In many countries across the world, car accidents are said to occur after every 10 seconds. This amounts to thousands of traffic accidents every year in these countries. If your car gets damaged due to an accident, then your vehicle is said to have permanent diminished value.
The term diminished value refers to when a vehicle is involved in an accident and gets damaged physically, structurally and cosmetically. Even if the automobile gets fixed back to a new-like condition and looks immaculate, it will not have the same worth as it had before the crash. What it was worth before the car crash and what it is worth now after the crash, the difference is the diminished value.
Austin diminished value is a common phenomenon and actually exists. Towns such as Austin require full disclosure of accidents which occurs to a vehicle because some buyers would not like to purchase cars that have been involved in an accident. Most buyers need a car that has never ever been in an accident and even if they do, it should go for way less than that which has not been involved in an accident.
Firms like Hansen Price use the following three types of diminished value to apply to claims.
Immediate Diminished Value
This is the first type of diminished value and refers to the difference in the resale value of the automobile as a result of the crash it was involved in.
Inherent Diminished Value
The inherent diminished value, on the other hand, refers to the loss of market value of the vehicle involved in the car crash.
Repair Related-diminished Value
This is the last type of diminished value and identifies with the depreciated amount of the vehicle due to improper repairs, poor quality repairs, or having some repair work not completed.
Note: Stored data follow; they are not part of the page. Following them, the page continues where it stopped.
//! Filesystem bulk-synchronization job.
//!
//! Walks `[connectors.filesystem].root`, applying include and exclude globs,
//! and feeds every matching file through the bulk-sync contract of the
//! [`Ingestor`]. A file may carry a JSON companion next to it named
//! `<file>.meta.json` holding any subset of the metadata fields.
//!
//! Document ids default to a UUIDv5 of `source:relative_path`, so a re-sync
//! overwrites the same Raw record instead of creating a new one. A file
//! whose content and companion have not changed since the last sync is
//! left alone, along with everything derived from it.

use std::path::{Path, PathBuf};

use anyhow::{bail, Context, Result};
use globset::{Glob, GlobSet, GlobSetBuilder};
use serde::Serialize;
use tracing::{info, warn};
use uuid::Uuid;
use walkdir::WalkDir;

use crate::config::FilesystemConnectorConfig;
use crate::ingest::{IngestOptions, IngestReceipt, Ingestor};
use crate::models::PartialMetadata;
use crate::progress::{ProgressEvent, SharedProgress};

const COMPANION_SUFFIX: &str = ".meta.json";
const STAGE: &str = "sync";

/// One file found by the scan.
#[derive(Debug, Clone)]
pub struct ScannedDocument {
    pub path: PathBuf,
    /// Path relative to the connector root, `/`-separated.
    pub relative_path: String,
    pub content: Vec<u8>,
    /// Raw companion text, if a companion file exists.
    pub companion: Option<String>,
}

#[derive(Debug, Clone, Default, Serialize)]
pub struct SyncReport {
    pub scanned: usize,
    pub written: usize,
    /// Identical to the current Raw revision; nothing was written.
    pub unchanged: usize,
    /// Written without a companion or hint; defaults are applied downstream.
    pub unlabeled: usize,
    /// `(relative_path, reason)` of every file that was not written.
    pub rejected: Vec<(String, String)>,
}

pub fn scan_filesystem(config: &FilesystemConnectorConfig) -> Result<Vec<ScannedDocument>> {
    let root = &config.root;
    if !root.exists() {
        bail!(
            "Filesystem connector root does not exist: {}",
            root.display()
        );
    }

    let include_set = build_globset(&config.include_globs)?;

    let mut default_excludes = vec![
        "**/.git/**".to_string(),
        "**/target/**".to_string(),
        "**/node_modules/**".to_string(),
        format!("**/*{}", COMPANION_SUFFIX),
    ];
    default_excludes.extend(config.exclude_globs.clone());
    let exclude_set = build_globset(&default_excludes)?;

    let mut docs = Vec::new();

    for entry in WalkDir::new(root).follow_links(config.follow_symlinks) {
        let entry = entry?;
        if !entry.file_type().is_file() {
            continue;
        }

        let path = entry.path();
        let relative = path.strip_prefix(root).unwrap_or(path);
        let rel_str = relative
            .components()
            .map(|c| c.as_os_str().to_string_lossy())
            .collect::<Vec<_>>()
            .join("/");

        if exclude_set.is_match(&rel_str) || !include_set.is_match(&rel_str) {
            continue;
        }

        let content =
            std::fs::read(path).with_context(|| format!("Failed to read {}", path.display()))?;
        let companion = read_companion(path)?;
        docs.push(ScannedDocument {
            path: path.to_path_buf(),
            relative_path: rel_str,
            content,
            companion,
        });
    }

    docs.sort_by(|a, b| a.relative_path.cmp(&b.relative_path));
    Ok(docs)
}

/// Stable id for a synced file.
pub fn derive_doc_id(source: &str, relative_path: &str) -> String {
    Uuid::new_v5(
        &Uuid::NAMESPACE_URL,
        format!("{}:{}", source, relative_path).as_bytes(),
    )
    .to_string()
}

/// Scan the root and write every document to the Raw tier.
///
/// Per-file failures (a malformed companion, an invalid classification, a
/// refused downgrade, a store error) are collected in the report; they
/// never stop the rest of the sync.
pub async fn run_sync(
    ingestor: &Ingestor,
    config: &FilesystemConnectorConfig,
    options: IngestOptions,
    progress: &SharedProgress,
) -> Result<SyncReport> {
    progress.report(ProgressEvent::Discovering {
        stage: STAGE.to_string(),
    });
    let docs = scan_filesystem(config)?;
    let total = docs.len() as u64;
    let mut report = SyncReport {
        scanned: docs.len(),
        ..Default::default()
    };

    for (n, doc) in docs.iter().enumerate() {
        match sync_one(ingestor, config, doc, options).await {
            Ok(receipt) if receipt.unchanged => report.unchanged += 1,
            Ok(receipt) => {
                report.written += 1;
                if receipt.metadata.is_none() {
                    report.unlabeled += 1;
                }
            }
            Err(reason) => {
                warn!(path = %doc.relative_path, %reason, "document not synced");
                report.rejected.push((doc.relative_path.clone(), reason));
            }
        }
        progress.report(ProgressEvent::Processing {
            stage: STAGE.to_string(),
            n: n as u64 + 1,
            total,
        });
    }

    progress.report(ProgressEvent::Finished {
        stage: STAGE.to_string(),
        advanced: report.written as u64,
        failed: report.rejected.len() as u64,
        timed_out: false,
    });
    info!(
        root = %config.root.display(),
        scanned = report.scanned,
        written = report.written,
        unchanged = report.unchanged,
        rejected = report.rejected.len(),
        "filesystem sync finished"
    );
    Ok(report)
}

async fn sync_one(
    ingestor: &Ingestor,
    config: &FilesystemConnectorConfig,
    doc: &ScannedDocument,
    options: IngestOptions,
) -> std::result::Result<IngestReceipt, String> {
    let default_id = derive_doc_id(&config.source, &doc.relative_path);

    if doc.companion.is_none() && config.classification_hint.is_none() {
        return ingestor
            .ingest_unlabeled(&default_id, &doc.content, options)
            .await
            .map_err(|e| e.to_string());
    }

    let mut attrs = match &doc.companion {
        Some(json) => PartialMetadata::from_json(json).map_err(|e| e.to_string())?,
        None => PartialMetadata::default(),
    };
    attrs.doc_id.get_or_insert(default_id);
    attrs.source.get_or_insert_with(|| config.source.clone());
    attrs.title.get_or_insert_with(|| doc.relative_path.clone());

    ingestor
        .ingest_synced(
            Some(doc.content.as_slice()),
            &attrs,
            config.classification_hint.as_deref(),
            options,
        )
        .await
        .map_err(|e| e.to_string())
}

fn read_companion(path: &Path) -> Result<Option<String>> {
    let mut name = path.as_os_str().to_owned();
    name.push(COMPANION_SUFFIX);
    let companion = PathBuf::from(name);
    if !companion.is_file() {
        return Ok(None);
    }
    let text = std::fs::read_to_string(&companion)
        .with_context(|| format!("Failed to read {}", companion.display()))?;
    Ok(Some(text))
}

fn build_globset(patterns: &[String]) -> Result<GlobSet> {
    let mut builder = GlobSetBuilder::new();
    for pattern in patterns {
        builder.add(Glob::new(pattern)?);
    }
    Ok(builder.build()?)
}

#[cfg(test)]
mod tests {
    use super::*;
    use crate::config::Config;
    use crate::metadata::Synthesizer;
    use crate::models::{ConfidentialityLevel, Tier};
    use crate::pipeline::Pipeline;
    use crate::progress::silent;
    use crate::store::memory::InMemoryStore;
    use crate::store::Store;
    use std::sync::Arc;
    use tempfile::TempDir;

    fn fs_config(root: &Path) -> FilesystemConnectorConfig {
        FilesystemConnectorConfig {
            root: root.to_path_buf(),
            include_globs: vec!["**/*.md".to_string(), "**/*.txt".to_string()],
            exclude_globs: Vec::new(),
            follow_symlinks: false,
            source: "handbook".to_string(),
            classification_hint: None,
        }
    }

    fn write(root: &Path, rel: &str, body: &str) {
        let path = root.join(rel);
        std::fs::create_dir_all(path.parent().unwrap()).unwrap();
        std::fs::write(path, body).unwrap();
    }

    #[test]
    fn scan_applies_globs_and_pairs_companions() {
        let tmp = TempDir::new().unwrap();
        write(tmp.path(), "a.md", "alpha");
        write(tmp.path(), "a.md.meta.json", r#"{"confidentiality_level":"internal"}"#);
        write(tmp.path(), "nested/b.txt", "beta");
        write(tmp.path(), "image.png", "binary");
        write(tmp.path(), ".git/config.md", "ignored");

        let docs = scan_filesystem(&fs_config(tmp.path())).unwrap();
        let paths: Vec<&str> = docs.iter().map(|d| d.relative_path.as_str()).collect();
        assert_eq!(paths, vec!["a.md", "nested/b.txt"]);
        assert!(docs[0].companion.is_some());
        assert!(docs[1].companion.is_none());
    }

    #[test]
    fn missing_root_is_an_error() {
        let tmp = TempDir::new().unwrap();
        assert!(scan_filesystem(&fs_config(&tmp.path().join("nope"))).is_err());
    }

    #[test]
    fn derived_ids_are_stable() {
        assert_eq!(derive_doc_id("s", "a.md"), derive_doc_id("s", "a.md"));
        assert_ne!(derive_doc_id("s", "a.md"), derive_doc_id("t", "a.md"));
    }

    #[tokio::test]
    async fn sync_writes_labeled_and_unlabeled_documents() {
        let tmp = TempDir::new().unwrap();
        write(tmp.path(), "plan.md", "roadmap");
        write(
            tmp.path(),
            "plan.md.meta.json",
            r#"{"confidentiality_level":"confidential","tags":["strategy"]}"#,
        );
        write(tmp.path(), "notes.txt", "misc");
        write(tmp.path(), "bad.md", "x");
        write(tmp.path(), "bad.md.meta.json", r#"{"confidentiality_level":"secret"}"#);

        let store: Arc<dyn Store> = Arc::new(InMemoryStore::new());
        let ingestor = Ingestor::new(store.clone(), Synthesizer::default());
        let config = fs_config(tmp.path());
        let report = run_sync(&ingestor, &config, IngestOptions::default(), &silent())
            .await
            .unwrap();

        assert_eq!(report.scanned, 3);
        assert_eq!(report.written, 2);
        assert_eq!(report.unlabeled, 1);
        assert_eq!(report.rejected.len(), 1);
        assert_eq!(report.rejected[0].0, "bad.md");

        let plan = store
            .get(Tier::Raw, &derive_doc_id("handbook", "plan.md"))
            .await
            .unwrap();
        let meta = plan.primary().1.unwrap();
        assert_eq!(meta.confidentiality_level, ConfidentialityLevel::Confidential);
        assert_eq!(meta.source, "handbook");
        assert_eq!(meta.title.as_deref(), Some("plan.md"));

        let notes = store
            .get(Tier::Raw, &derive_doc_id("handbook", "notes.txt"))
            .await
            .unwrap();
        assert!(notes.primary().1.is_none());

        // Re-sync overwrites rather than duplicating.
        write(tmp.path(), "notes.txt", "misc, revised");
        let report = run_sync(&ingestor, &config, IngestOptions::default(), &silent())
            .await
            .unwrap();
        assert_eq!((report.written, report.unchanged), (1, 1));
        assert_eq!(store.count(Tier::Raw).await.unwrap(), 2);
    }

    #[tokio::test]
    async fn unchanged_resync_leaves_nothing_pending() {
        let tmp = TempDir::new().unwrap();
        write(tmp.path(), "a.md", "alpha release notes");
        write(tmp.path(), "a.md.meta.json", r#"{"confidentiality_level":"internal"}"#);
        let store: Arc<dyn Store> = Arc::new(InMemoryStore::new());
        let ingestor = Ingestor::new(store.clone(), Synthesizer::default());
        let pipeline = Pipeline::from_config(&Config::minimal(), store.clone()).unwrap();
        let config = fs_config(tmp.path());

        run_sync(&ingestor, &config, IngestOptions::default(), &silent())
            .await
            .unwrap();
        pipeline.run_all().await.unwrap();
        let doc_id = derive_doc_id("handbook", "a.md");
        let uploaded_at = store.get(Tier::Raw, &doc_id).await.unwrap().primary().1.unwrap().uploaded_at;

        tokio::time::sleep(std::time::Duration::from_millis(5)).await;
        let report = run_sync(&ingestor, &config, IngestOptions::default(), &silent())
            .await
            .unwrap();
        assert_eq!((report.written, report.unchanged), (0, 1));

        let status = pipeline.status().await.unwrap();
        assert_eq!(status.pending_enrich + status.pending_index, 0);
        let raw = store.get(Tier::Raw, &doc_id).await.unwrap();
        assert_eq!(raw.primary().1.unwrap().uploaded_at, uploaded_at);
        assert!(store.get(Tier::Indexed, &doc_id).await.is_ok());
    }

    #[tokio::test]
    async fn connector_hint_labels_every_document() {
        let tmp = TempDir::new().unwrap();
        write(tmp.path(), "a.md", "alpha");
        let store: Arc<dyn Store> = Arc::new(InMemoryStore::new());
        let ingestor = Ingestor::new(store.clone(), Synthesizer::default());
        let mut config = fs_config(tmp.path());
        config.classification_hint = Some("internal".to_string());

        let report = run_sync(&ingestor, &config, IngestOptions::default(), &silent())
            .await
            .unwrap();
        assert_eq!(report.unlabeled, 0);
        let doc = store
            .get(Tier::Raw, &derive_doc_id("handbook", "a.md"))
            .await
            .unwrap();
        assert_eq!(
            doc.primary().1.unwrap().confidentiality_level,
            ConfidentialityLevel::Internal
        );
    }
}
Houston diminished value, for instance, can be filed by individuals that were involved in the vehicle collision as long as they were not the ones who caused it. The types of diminished values for insurance claims comprise of first-party or third-party insurance claims. First-party ensures that the person who ruined his or her own car has his or her own car insurer paying the claim. For people who did not cause the accident, the insurance company of the person that caused the crash will have to pay the claim and is what is referred to as the third-party diminished value claim.
Several factors go into calculating the exact diminished value of your vehicle after an accident, and they include the age of the car, pre-accident condition, value of the car before it was damaged as a result of the accident, mileage and if it has ever been involved in another accident before.
It is not easy to pursue a diminished value claim by yourself and is why you are advised to hire a personal injury lawyer with significant expertise in this area.